──────── DATA ────────

//! Grouping of list elements by a derived key.

use std::hash::Hash;

use tracing::trace;

use crate::hashmap::GroupIndex;

/// A key together with the elements that produced it, in encounter order.
///
/// Only created by [`group_by`]. The contents cannot be changed after
/// construction; take ownership with [`Grouping::into_parts`].
#[derive(Debug, Clone, PartialEq, Eq)]
pub struct Grouping<K, T> {
    key: K,
    elements: Vec<T>,
}

impl<K, T> Grouping<K, T> {
    pub(crate) fn new(key: K, elements: Vec<T>) -> Self {
        Self { key, elements }
    }

    /// The key shared by every element in the group.
    pub fn key(&self) -> &K {
        &self.key
    }

    /// The grouped elements in encounter order.
    pub fn elements(&self) -> &[T] {
        &self.elements
    }

    /// Iterate over the grouped elements.
    pub fn iter(&self) -> std::slice::Iter<'_, T> {
        self.elements.iter()
    }

    /// Number of elements in the group. Never zero.
    pub fn len(&self) -> usize {
        self.elements.len()
    }

    /// Always false for groups built by `group_by`.
    pub fn is_empty(&self) -> bool {
        self.elements.is_empty()
    }

    /// Split the group into its key and elements.
    pub fn into_parts(self) -> (K, Vec<T>) {
        (self.key, self.elements)
    }
}

impl<K, T> IntoIterator for Grouping<K, T> {
    type Item = T;
    type IntoIter = std::vec::IntoIter<T>;

    fn into_iter(self) -> Self::IntoIter {
        self.elements.into_iter()
    }
}

impl<'a, K, T> IntoIterator for &'a Grouping<K, T> {
    type Item = &'a T;
    type IntoIter = std::slice::Iter<'a, T>;

    fn into_iter(self) -> Self::IntoIter {
        self.elements.iter()
    }
}

/// Group elements by the key `key_selector` produces for them.
///
/// Groups appear in the order their key was first seen. Within a group,
/// elements keep their original relative order.
pub fn group_by<T, K, F>(items: &[T], key_selector: F) -> Vec<Grouping<K, T>>
where
    T: Clone,
    K: Eq + Hash,
    F: FnMut(&T) -> K,
{
    group_owned(items.iter().cloned(), key_selector)
}

/// Grouping over owned elements, shared with `Query::group_by`.
pub(crate) fn group_owned<T, K, F, I>(items: I, mut key_selector: F) -> Vec<Grouping<K, T>>
where
    K: Eq + Hash,
    F: FnMut(&T) -> K,
    I: IntoIterator<Item = T>,
{
    let mut groupings: GroupIndex<K, Vec<T>> = GroupIndex::default();
    let mut elements = 0usize;

    for item in items {
        let key = key_selector(&item);
        groupings.entry(key).or_default().push(item);
        elements += 1;
    }

    trace!(elements, groups = groupings.len(), "group_by complete");

    groupings
        .into_iter()
        .map(|(key, group)| Grouping::new(key, group))
        .collect()
}

#[cfg(test)]
mod tests {
    use super::*;

    #[test]
    fn test_group_by_parity() {
        let groups = group_by(&[3, 1, 2, 1, 3], |x| x % 2);
        assert_eq!(groups.len(), 2);
        assert_eq!(*groups[0].key(), 1);
        assert_eq!(groups[0].elements(), &[3, 1, 1, 3]);
        assert_eq!(*groups[1].key(), 0);
        assert_eq!(groups[1].elements(), &[2]);
    }

    #[test]
    fn test_group_by_visits_each_element_once() {
        let list = [3, 1, 2, 1, 3];
        let mut visited = Vec::new();
        group_by(&list, |x| {
            visited.push(*x);
            x % 2
        });
        assert_eq!(visited, list);
    }

    #[test]
    fn test_group_by_empty() {
        let empty: [i32; 0] = [];
        assert!(group_by(&empty, |x| *x).is_empty());
    }

    #[test]
    fn test_group_by_string_key() {
        let words = ["apple", "avocado", "banana", "blueberry", "cherry"];
        let groups = group_by(&words, |w| w.chars().next());
        let keys: Vec<_> = groups.iter().map(|g| *g.key()).collect();
        assert_eq!(keys, vec![Some('a'), Some('b'), Some('c')]);
        assert_eq!(groups[1].len(), 2);
        assert!(!groups[1].is_empty());
    }

    #[test]
    fn test_grouping_iteration() {
        let groups = group_by(&[10, 11, 20], |x| x / 10);
        let borrowed: Vec<i32> = groups[0].iter().copied().collect();
        assert_eq!(borrowed, vec![10, 11]);

        let mut total = 0;
        for x in &groups[1] {
            total += x;
        }
        assert_eq!(total, 20);

        let owned: Vec<i32> = groups[0].clone().into_iter().collect();
        assert_eq!(owned, vec![10, 11]);
    }

    #[test]
    fn test_grouping_into_parts() {
        let mut groups = group_by(&["x", "y"], |s| s.len());
        let (key, elements) = groups.remove(0).into_parts();
        assert_eq!(key, 1);
        assert_eq!(elements, vec!["x", "y"]);
    }
}
//! Error types for fallible query operations.

use thiserror::Error;

/// Errors produced by query helpers that build key-unique containers.
#[derive(Debug, Clone, PartialEq, Eq, Error)]
pub enum QueryError<K> {
    /// Two elements produced the same key under a strict duplicate policy.
    #[error("duplicate key {key:?} at index {index} (first produced at index {first_index})")]
    DuplicateKey {
        /// The key produced twice.
        key: K,
        /// Position of the element that was rejected.
        index: usize,
        /// Position of the element that first produced the key.
        first_index: usize,
    },
}

impl<K> QueryError<K> {
    /// The key that caused the error.
    pub fn key(&self) -> &K {
        match self {
            QueryError::DuplicateKey { key, .. } => key,
        }
    }
}

#[cfg(test)]
mod tests {
    use super::*;

    #[test]
    fn test_duplicate_key_display() {
        let err = QueryError::DuplicateKey {
            key: "a",
            index: 3,
            first_index: 1,
        };
        assert_eq!(
            err.to_string(),
            "duplicate key \"a\" at index 3 (first produced at index 1)"
        );
        assert_eq!(*err.key(), "a");
    }
}
//! Traversal and filtering helpers.
//!
//! Every helper walks the list from index 0 upward and calls its callback
//! once per visited element. `all`, `any`, `first`, `find` and `find_index`
//! stop at the first decisive element.

/// Call `action` on every element in order.
pub fn for_each<T, F>(items: &[T], mut action: F)
where
    F: FnMut(&T),
{
    for item in items {
        action(item);
    }
}

/// Keep the elements matching `predicate`, preserving their order.
pub fn filter<T, F>(items: &[T], mut predicate: F) -> Vec<T>
where
    T: Clone,
    F: FnMut(&T) -> bool,
{
    let mut results = Vec::new();
    for item in items {
        if predicate(item) {
            results.push(item.clone());
        }
    }
    results
}

/// True when every element matches. An empty list is vacuously true.
pub fn all<T, F>(items: &[T], mut predicate: F) -> bool
where
    F: FnMut(&T) -> bool,
{
    for item in items {
        if !predicate(item) {
            return false;
        }
    }
    true
}

/// True when at least one element matches.
pub fn any<T, F>(items: &[T], mut predicate: F) -> bool
where
    F: FnMut(&T) -> bool,
{
    for item in items {
        if predicate(item) {
            return true;
        }
    }
    false
}

/// The first element matching `predicate`, if any.
pub fn first<T, F>(items: &[T], predicate: F) -> Option<&T>
where
    F: FnMut(&T) -> bool,
{
    find_index(items, predicate).map(|i| &items[i])
}

/// Alias of [`first`], kept so call sites can use either name.
pub fn find<T, F>(items: &[T], predicate: F) -> Option<&T>
where
    F: FnMut(&T) -> bool,
{
    first(items, predicate)
}

/// The first matching element, or `fallback` when nothing matches.
pub fn first_or<T, F>(items: &[T], predicate: F, fallback: T) -> T
where
    T: Clone,
    F: FnMut(&T) -> bool,
{
    first(items, predicate).cloned().unwrap_or(fallback)
}

/// The first matching element, or `T::default()` when nothing matches.
///
/// A default-valued match cannot be told apart from "not found"; use
/// [`first`] when that matters.
pub fn first_or_default<T, F>(items: &[T], predicate: F) -> T
where
    T: Clone + Default,
    F: FnMut(&T) -> bool,
{
    first(items, predicate).cloned().unwrap_or_default()
}

/// Index of the first matching element.
pub fn find_index<T, F>(items: &[T], mut predicate: F) -> Option<usize>
where
    F: FnMut(&T) -> bool,
{
    for (i, item) in items.iter().enumerate() {
        if predicate(item) {
            return Some(i);
        }
    }
    None
}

────────

BRIEF: Please return every line of the records that contains the word "matching".

ANSWER TO THE PROBLEM:
/// Keep the elements matching `predicate`, preserving their order.
/// The first element matching `predicate`, if any.
/// The first matching element, or `fallback` when nothing matches.
/// The first matching element, or `T::default()` when nothing matches.
/// Index of the first matching element.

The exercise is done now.